First Division Monument, Washington, DCzoom
South of the Dwight D. Eisenhower Executive Office Building
Near 17th Street NW, across from Corcoran Gallery
Washington
DC
USA
20005
https://en.wikipedia.org/wiki/First_Division_Monument
October 4, 1924
Cass Gilbert, architect; Daniel Chester French, sculptor

The First Division Monument sits on a plaza in President's Park, west of the White House and south of the Eisenhower Executive Office Building (EEOB) at the corner of 17th Street and State Place, NW. (The EEOB was originally known as the State, War, and Navy Building and then as the Old Executive Office Building.) The monument was conceived by the Society of the First Division, the veteran's organization of the U.S. Army's First Division, to honor the valiant efforts of the soldiers who fought in World War I. Later additions to the monument commemorate the lives of First Division soldiers who fought in subsequent wars.
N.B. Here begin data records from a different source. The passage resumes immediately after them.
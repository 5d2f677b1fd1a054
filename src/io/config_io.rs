use std::fs;
use std::io::Write;
use std::path::{Path, PathBuf};

use tempfile::NamedTempFile;

use crate::model::config::MentionConfig;

/// Default config file name, looked up in the working directory.
pub const CONFIG_FILE: &str = "mention.toml";

#[derive(Debug, thiserror::Error)]
pub enum ConfigError {
    #[error("could not read {path}: {source}")]
    ReadError {
        path: PathBuf,
        source: std::io::Error,
    },
    #[error("could not write {path}: {source}")]
    WriteError {
        path: PathBuf,
        source: std::io::Error,
    },
    #[error("invalid config: {0}")]
    Parse(#[from] toml::de::Error),
    #[error("invalid config document: {0}")]
    Document(#[from] toml_edit::TomlError),
    #[error("unknown config key: {0}")]
    UnknownKey(String),
}

/// Read the config, returning both the parsed config and the raw
/// toml_edit document for round-trip-safe editing.
///
/// A missing file yields defaults and an empty document.
pub fn read_config(path: &Path) -> Result<(MentionConfig, toml_edit::DocumentMut), ConfigError> {
    let text = match fs::read_to_string(path) {
        Ok(text) => text,
        Err(e) if e.kind() == std::io::ErrorKind::NotFound => {
            log::debug!(target: "mention.config", "{} not found, using defaults", path.display());
            String::new()
        }
        Err(e) => {
            return Err(ConfigError::ReadError {
                path: path.to_path_buf(),
                source: e,
            });
        }
    };
    let config: MentionConfig = toml::from_str(&text)?;
    let doc: toml_edit::DocumentMut = text.parse()?;
    Ok((config, doc))
}

/// Parsed config only.
pub fn load_config(path: &Path) -> Result<MentionConfig, ConfigError> {
    read_config(path).map(|(config, _)| config)
}

/// Set a dotted key such as `complete.min_similarity`.
///
/// The value is stored as a TOML number or boolean when it parses as one,
/// otherwise as a string. The edited document must still parse into a
/// valid config.
pub fn set_value(
    doc: &mut toml_edit::DocumentMut,
    key: &str,
    value: &str,
) -> Result<MentionConfig, ConfigError> {
    let (table, field) = key
        .split_once('.')
        .ok_or_else(|| ConfigError::UnknownKey(key.to_string()))?;
    let known = match table {
        "complete" => matches!(field, "trigger" | "max_results" | "browse_limit" | "min_similarity"),
        "ui" => field == "max_visible" || field.starts_with("colors."),
        _ => false,
    };
    if !known {
        return Err(ConfigError::UnknownKey(key.to_string()));
    }

    let mut item = &mut doc[table];
    for part in field.split('.') {
        if item.is_none() {
            *item = toml_edit::table();
        }
        item = &mut item[part];
    }
    *item = toml_edit::value(parse_scalar(value));

    let config: MentionConfig = toml::from_str(&doc.to_string())?;
    Ok(config)
}

fn parse_scalar(value: &str) -> toml_edit::Value {
    if let Ok(i) = value.parse::<i64>() {
        return i.into();
    }
    if let Ok(f) = value.parse::<f64>() {
        return f.into();
    }
    if let Ok(b) = value.parse::<bool>() {
        return b.into();
    }
    value.into()
}

/// Atomically write the document back to `path`, preserving formatting.
pub fn write_config(path: &Path, doc: &toml_edit::DocumentMut) -> Result<(), ConfigError> {
    let write_err = |e: std::io::Error| ConfigError::WriteError {
        path: path.to_path_buf(),
        source: e,
    };
    let dir = match path.parent() {
        Some(p) if !p.as_os_str().is_empty() => p,
        _ => Path::new("."),
    };
    let mut tmp = NamedTempFile::new_in(dir).map_err(write_err)?;
    tmp.write_all(doc.to_string().as_bytes()).map_err(write_err)?;
    tmp.persist(path).map_err(|e| write_err(e.error))?;
    Ok(())
}

#[cfg(test)]
mod tests {
    use super::*;
    use pretty_assertions::assert_eq;
    use tempfile::TempDir;

    fn sample_config() -> &'static str {
        r##"# team defaults
[complete]
max_results = 5 # keep it short

[ui.colors]
highlight = "#FB4196"
"##
    }

    #[test]
    fn missing_file_gives_defaults() {
        let tmp = TempDir::new().unwrap();
        let (config, doc) = read_config(&tmp.path().join(CONFIG_FILE)).unwrap();
        assert_eq!(config, MentionConfig::default());
        assert_eq!(doc.to_string(), "");
    }

    #[test]
    fn round_trip_preserves_comments() {
        let tmp = TempDir::new().unwrap();
        let path = tmp.path().join(CONFIG_FILE);
        fs::write(&path, sample_config()).unwrap();

        let (config, doc) = read_config(&path).unwrap();
        assert_eq!(config.complete.max_results, 5);
        write_config(&path, &doc).unwrap();
        assert_eq!(fs::read_to_string(&path).unwrap(), sample_config());
    }

    #[test]
    fn set_number_keeps_other_lines() {
        let mut doc: toml_edit::DocumentMut = sample_config().parse().unwrap();
        let config = set_value(&mut doc, "complete.min_similarity", "0.25").unwrap();
        assert_eq!(config.complete.min_similarity, 0.25);
        assert_eq!(config.complete.max_results, 5);
        let text = doc.to_string();
        assert!(text.contains("# team defaults"));
        assert!(text.contains("min_similarity = 0.25"));
    }

    #[test]
    fn set_creates_missing_tables() {
        let mut doc = toml_edit::DocumentMut::new();
        let config = set_value(&mut doc, "ui.colors.selection_bg", "#112233").unwrap();
        assert_eq!(
            config.ui.colors.get("selection_bg").map(String::as_str),
            Some("#112233")
        );
    }

    #[test]
    fn set_trigger_as_string() {
        let mut doc = toml_edit::DocumentMut::new();
        let config = set_value(&mut doc, "complete.trigger", "+").unwrap();
        assert_eq!(config.complete.trigger, '+');
    }

    #[test]
    fn unknown_key_is_rejected() {
        let mut doc = toml_edit::DocumentMut::new();
        assert!(matches!(
            set_value(&mut doc, "complete.colour", "1"),
            Err(ConfigError::UnknownKey(_))
        ));
        assert!(matches!(
            set_value(&mut doc, "nodot", "1"),
            Err(ConfigError::UnknownKey(_))
        ));
    }

    #[test]
    fn invalid_value_fails_validation() {
        let mut doc = toml_edit::DocumentMut::new();
        assert!(matches!(
            set_value(&mut doc, "complete.max_results", "lots"),
            Err(ConfigError::Parse(_))
        ));
    }
}
use ratatui::style::Color;

use crate::model::UiConfig;

/// Color theme for the editor host
#[derive(Debug, Clone, PartialEq, Eq)]
pub struct Theme {
    pub background: Color,
    pub text: Color,
    pub text_bright: Color,
    /// Trigger glyph and the mention being typed
    pub highlight: Color,
    pub dim: Color,
    pub red: Color,
    pub selection_bg: Color,
}

impl Default for Theme {
    fn default() -> Self {
        Theme {
            background: Color::Rgb(0x0C, 0x00, 0x1B),
            text: Color::Rgb(0xB0, 0xAA, 0xFF),
            text_bright: Color::Rgb(0xFF, 0xFF, 0xFF),
            highlight: Color::Rgb(0xFB, 0x41, 0x96),
            dim: Color::Rgb(0x7D, 0x78, 0xBF),
            red: Color::Rgb(0xFF, 0x44, 0x44),
            selection_bg: Color::Rgb(0x3D, 0x14, 0x38),
        }
    }
}

/// Parse "#RRGGBB"
fn parse_hex_color(hex: &str) -> Option<Color> {
    let hex = hex.strip_prefix('#')?;
    if hex.len() != 6 || !hex.is_ascii() {
        return None;
    }
    let channel = |i: usize| u8::from_str_radix(&hex[i..i + 2], 16).ok();
    Some(Color::Rgb(channel(0)?, channel(2)?, channel(4)?))
}

impl Theme {
    /// Defaults with `[ui.colors]` overrides applied; unknown keys and bad values are ignored.
    pub fn from_config(ui: &UiConfig) -> Self {
        let mut theme = Theme::default();
        for (key, value) in &ui.colors {
            let Some(color) = parse_hex_color(value) else {
                continue;
            };
            let slot = match key.as_str() {
                "background" => &mut theme.background,
                "text" => &mut theme.text,
                "text_bright" => &mut theme.text_bright,
                "highlight" => &mut theme.highlight,
                "dim" => &mut theme.dim,
                "red" => &mut theme.red,
                "selection_bg" => &mut theme.selection_bg,
                _ => continue,
            };
            *slot = color;
        }
        theme
    }
}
The World War II addition on the west side was dedicated in 1957, the Vietnam War addition on the east side in 1977, and the Desert Storm plaque in 1995. Cass Gilbert was the architect of the original memorial and Daniel Chester French was the sculptor of the Victory statue. Gilbert's son, Cass Gilbert Jr., designed the World War II addition. Both the Vietnam War addition and the Desert Storm plaque were designed by the Philadelphia firm of Harbeson, Hough, Livingston, and Larson. Congressional approval was obtained to erect the First Division Monument and its later additions on federal ground. The Society of the First Division (later called the Society of the First Infantry Division) raised all the funds for the original monument and its additions. No federal money was used. Today, the monument and grounds are maintained by the National Park Service. (Courtesy National Park Service)

 
Eastern High School War Memorial, Washington, DCzoom
1700 East Capitol Street SE
Washington
DC
USA
20003
1923
Kathryn Harris, designer

The Eastern High School Alumni flagstaff commemmorates seven former Eastern High students who were killed in the Spanish-American War and World War I. Paid for by alumni of the school, the flagstaff stands before the school's main entrance. It was in place when the school moved to this then-new building on March 1, 1923.

 
Polar Bear Monument, Troy, MIzoom
White Chapel Cemetery
621 West Long Lake Road at Crooks Road
Troy
MI
USA
May 30, 1930
Leon Hermant, sculptor

The Polar Bear Monument is the work of sculptor Leon Hermant and was commissioned by the Polar Bear Association, whose members were veterans of the US Army's 85th Division who fought the Bolshevik Red Army in North Russia during the Allied Intervention in the Russian Civil War, 1918-1919.  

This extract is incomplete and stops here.